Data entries
------------------------------------------------------------
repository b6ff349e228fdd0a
use serde::Serialize;

pub(crate) const fn default_limit() -> i64 {
    100
}

#[derive(Debug, Serialize)]
pub(crate) struct PaginatedResponse<T> {
    pub(crate) items: Vec<T>,
    pub(crate) total_count: i64,
    pub(crate) skip: i64,
    pub(crate) limit: i64,
}
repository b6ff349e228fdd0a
pub(crate) mod access;
pub(crate) mod grading;
pub(crate) mod notifier;
pub(crate) mod reset_tokens;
------------------------------------------------------------
**Task prompt**. Every record is to be repeated exactly as it stands above.

**Written response**.
repository b6ff349e228fdd0a
use serde::Serialize;

pub(crate) const fn default_limit() -> i64 {
    100
}

#[derive(Debug, Serialize)]
pub(crate) struct PaginatedResponse<T> {
    pub(crate) items: Vec<T>,
    pub(crate) total_count: i64,
    pub(crate) skip: i64,
    pub(crate) limit: i64,
}
repository b6ff349e228fdd0a
pub(crate) mod access;
pub(crate) mod grading;
pub(crate) mod notifier;
pub(crate) mod reset_tokens;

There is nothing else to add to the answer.